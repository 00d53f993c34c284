//! Event emitter
//!
//! Facade the CRUD layer calls after a mutation commits. Each method builds
//! the typed envelope, picks the target topic (parent entity topic for
//! replies, the broadcast topic for top-level comments), publishes it, and
//! notifies the entity owner's subject topic when the actor is someone else.
//!
//! The emitter is stateless: it holds nothing between calls beyond the
//! registry handle, and every call receives the mutated entity, the acting
//! subject, and optionally the owner as arguments. Construct it once at
//! startup next to the registry and pass references to the handlers that
//! need it.

use std::sync::{Arc, Mutex};

use serde_json::json;
use tracing::debug;

use crate::model::{Comment, Notification, NotificationKind, OwnReaction, ReactionAction, ReactionCounters};
use crate::registry::engine::Registry;
use crate::registry::{ConnectionId, topic};
use crate::transport::message::ServerEvent;

#[derive(Clone)]
pub struct EventEmitter {
    registry: Arc<Mutex<Registry>>,
}

impl EventEmitter {
    pub fn new(registry: Arc<Mutex<Registry>>) -> Self {
        Self { registry }
    }

    /// A new top-level comment. Fans out on the broadcast topic.
    pub fn comment_created(&self, comment: &Comment) {
        self.publish(
            &topic::broadcast_topic(),
            &ServerEvent::CommentCreated {
                comment: comment.clone(),
            },
        );
    }

    /// A new reply. Fans out on the parent's entity topic and, unless the
    /// author replied to themselves, notifies the parent's owner privately.
    pub fn reply_created(&self, reply: &Comment, parent_id: &str, parent_owner: &str) {
        self.publish(
            &topic::entity_topic(parent_id),
            &ServerEvent::ReplyCreated {
                reply: reply.clone(),
                parent_id: parent_id.to_string(),
            },
        );
        self.notify(
            parent_owner,
            &reply.author_id,
            Notification {
                kind: NotificationKind::Reply,
                message: format!("{} replied to your comment", reply.author_name),
                data: json!({ "comment_id": parent_id, "reply_id": reply.id }),
            },
        );
    }

    /// An edited comment or reply. Same topic selection as creation.
    pub fn comment_updated(&self, comment: &Comment) {
        let topic_name = match &comment.parent_id {
            Some(parent) => topic::entity_topic(parent),
            None => topic::broadcast_topic(),
        };
        self.publish(
            &topic_name,
            &ServerEvent::CommentUpdated {
                comment: comment.clone(),
            },
        );
    }

    /// A deleted comment or reply. Same topic selection as creation.
    pub fn comment_deleted(&self, entity_id: &str, parent_id: Option<&str>) {
        let topic_name = match parent_id {
            Some(parent) => topic::entity_topic(parent),
            None => topic::broadcast_topic(),
        };
        self.publish(
            &topic_name,
            &ServerEvent::CommentDeleted {
                entity_id: entity_id.to_string(),
                parent_id: parent_id.map(str::to_string),
            },
        );
    }

    /// A reaction mutation. Counters fan out on both the entity topic and
    /// the broadcast topic (list views watch the latter); the entity owner
    /// gets a private notification unless they reacted to their own entity.
    /// Own-reaction state is never broadcast: subjects learn their own state
    /// from the REST response, not from this envelope.
    pub fn reaction_changed(
        &self,
        entity_id: &str,
        actor: &str,
        action: ReactionAction,
        counters: ReactionCounters,
        owner: &str,
    ) {
        let event = ServerEvent::ReactionChanged {
            entity_id: entity_id.to_string(),
            subject_id: actor.to_string(),
            action,
            counters,
            own_reaction: None,
        };
        self.publish(&topic::entity_topic(entity_id), &event);
        self.publish(&topic::broadcast_topic(), &event);

        if matches!(action, ReactionAction::Added | ReactionAction::Switched) {
            self.notify(
                owner,
                actor,
                Notification {
                    kind: NotificationKind::Reaction,
                    message: "someone reacted to your comment".to_string(),
                    data: json!({ "comment_id": entity_id, "action": action }),
                },
            );
        }
    }

    /// Echo a reaction result back to the actor's own subject topic,
    /// carrying their new own-reaction state.
    pub fn reaction_ack(
        &self,
        entity_id: &str,
        actor: &str,
        action: ReactionAction,
        counters: ReactionCounters,
        own_reaction: Option<OwnReaction>,
    ) {
        self.publish(
            &topic::subject_topic(actor),
            &ServerEvent::ReactionChanged {
                entity_id: entity_id.to_string(),
                subject_id: actor.to_string(),
                action,
                counters,
                own_reaction,
            },
        );
    }

    /// Relay a typing signal to the entity topic, excluding the sender's own
    /// connection. The server retains no typing state; the signal is passed
    /// through as-is.
    pub fn relay_typing(
        &self,
        entity_id: &str,
        subject: &str,
        sender: &ConnectionId,
        typing: bool,
    ) {
        let registry = self.registry.lock().unwrap();
        registry.publish_except(
            &topic::entity_topic(entity_id),
            &ServerEvent::Typing {
                entity_id: entity_id.to_string(),
                subject_id: subject.to_string(),
                typing,
            },
            sender,
        );
    }

    fn publish(&self, topic_name: &str, event: &ServerEvent) {
        let registry = self.registry.lock().unwrap();
        let delivered = registry.publish(topic_name, event);
        debug!(topic = topic_name, delivered, "envelope published");
    }

    /// Publish a private notification unless the actor is the owner. An
    /// actor never hears about their own action.
    fn notify(&self, owner: &str, actor: &str, notification: Notification) {
        if owner == actor {
            return;
        }
        self.publish(
            &topic::subject_topic(owner),
            &ServerEvent::Notification(notification),
        );
    }
}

AIM OF THE TASK: Would you please write out the entries again exactly?

RESPONSE TO THIS TASK:
repository 00d53f993c34c284
//! Event emitter
//!
//! Facade the CRUD layer calls after a mutation commits. Each method builds
//! the typed envelope, picks the target topic (parent entity topic for
//! replies, the broadcast topic for top-level comments), publishes it, and
//! notifies the entity owner's subject topic when the actor is someone else.
//!
//! The emitter is stateless: it holds nothing between calls beyond the
//! registry handle, and every call receives the mutated entity, the acting
//! subject, and optionally the owner as arguments. Construct it once at
//! startup next to the registry and pass references to the handlers that
//! need it.

use std::sync::{Arc, Mutex};

use serde_json::json;
use tracing::debug;

use crate::model::{Comment, Notification, NotificationKind, OwnReaction, ReactionAction, ReactionCounters};
use crate::registry::engine::Registry;
use crate::registry::{ConnectionId, topic};
use crate::transport::message::ServerEvent;

#[derive(Clone)]
pub struct EventEmitter {
    registry: Arc<Mutex<Registry>>,
}

impl EventEmitter {
    pub fn new(registry: Arc<Mutex<Registry>>) -> Self {
        Self { registry }
    }

    /// A new top-level comment. Fans out on the broadcast topic.
    pub fn comment_created(&self, comment: &Comment) {
        self.publish(
            &topic::broadcast_topic(),
            &ServerEvent::CommentCreated {
                comment: comment.clone(),
            },
        );
    }

    /// A new reply. Fans out on the parent's entity topic and, unless the
    /// author replied to themselves, notifies the parent's owner privately.
    pub fn reply_created(&self, reply: &Comment, parent_id: &str, parent_owner: &str) {
        self.publish(
            &topic::entity_topic(parent_id),
            &ServerEvent::ReplyCreated {
                reply: reply.clone(),
                parent_id: parent_id.to_string(),
            },
        );
        self.notify(
            parent_owner,
            &reply.author_id,
            Notification {
                kind: NotificationKind::Reply,
                message: format!("{} replied to your comment", reply.author_name),
                data: json!({ "comment_id": parent_id, "reply_id": reply.id }),
            },
        );
    }

    /// An edited comment or reply. Same topic selection as creation.
    pub fn comment_updated(&self, comment: &Comment) {
        let topic_name = match &comment.parent_id {
            Some(parent) => topic::entity_topic(parent),
            None => topic::broadcast_topic(),
        };
        self.publish(
            &topic_name,
            &ServerEvent::CommentUpdated {
                comment: comment.clone(),
            },
        );
    }

    /// A deleted comment or reply. Same topic selection as creation.
    pub fn comment_deleted(&self, entity_id: &str, parent_id: Option<&str>) {
        let topic_name = match parent_id {
            Some(parent) => topic::entity_topic(parent),
            None => topic::broadcast_topic(),
        };
        self.publish(
            &topic_name,
            &ServerEvent::CommentDeleted {
                entity_id: entity_id.to_string(),
                parent_id: parent_id.map(str::to_string),
            },
        );
    }

    /// A reaction mutation. Counters fan out on both the entity topic and
    /// the broadcast topic (list views watch the latter); the entity owner
    /// gets a private notification unless they reacted to their own entity.
    /// Own-reaction state is never broadcast: subjects learn their own state
    /// from the REST response, not from this envelope.
    pub fn reaction_changed(
        &self,
        entity_id: &str,
        actor: &str,
        action: ReactionAction,
        counters: ReactionCounters,
        owner: &str,
    ) {
        let event = ServerEvent::ReactionChanged {
            entity_id: entity_id.to_string(),
            subject_id: actor.to_string(),
            action,
            counters,
            own_reaction: None,
        };
        self.publish(&topic::entity_topic(entity_id), &event);
        self.publish(&topic::broadcast_topic(), &event);

        if matches!(action, ReactionAction::Added | ReactionAction::Switched) {
            self.notify(
                owner,
                actor,
                Notification {
                    kind: NotificationKind::Reaction,
                    message: "someone reacted to your comment".to_string(),
                    data: json!({ "comment_id": entity_id, "action": action }),
                },
            );
        }
    }

    /// Echo a reaction result back to the actor's own subject topic,
    /// carrying their new own-reaction state.
    pub fn reaction_ack(
        &self,
        entity_id: &str,
        actor: &str,
        action: ReactionAction,
        counters: ReactionCounters,
        own_reaction: Option<OwnReaction>,
    ) {
        self.publish(
            &topic::subject_topic(actor),
            &ServerEvent::ReactionChanged {
                entity_id: entity_id.to_string(),
                subject_id: actor.to_string(),
                action,
                counters,
                own_reaction,
            },
        );
    }

    /// Relay a typing signal to the entity topic, excluding the sender's own
    /// connection. The server retains no typing state; the signal is passed
    /// through as-is.
    pub fn relay_typing(
        &self,
        entity_id: &str,
        subject: &str,
        sender: &ConnectionId,
        typing: bool,
    ) {
        let registry = self.registry.lock().unwrap();
        registry.publish_except(
            &topic::entity_topic(entity_id),
            &ServerEvent::Typing {
                entity_id: entity_id.to_string(),
                subject_id: subject.to_string(),
                typing,
            },
            sender,
        );
    }

    fn publish(&self, topic_name: &str, event: &ServerEvent) {
        let registry = self.registry.lock().unwrap();
        let delivered = registry.publish(topic_name, event);
        debug!(topic = topic_name, delivered, "envelope published");
    }

    /// Publish a private notification unless the actor is the owner. An
    /// actor never hears about their own action.
    fn notify(&self, owner: &str, actor: &str, notification: Notification) {
        if owner == actor {
            return;
        }
        self.publish(
            &topic::subject_topic(owner),
            &ServerEvent::Notification(notification),
        );
    }
}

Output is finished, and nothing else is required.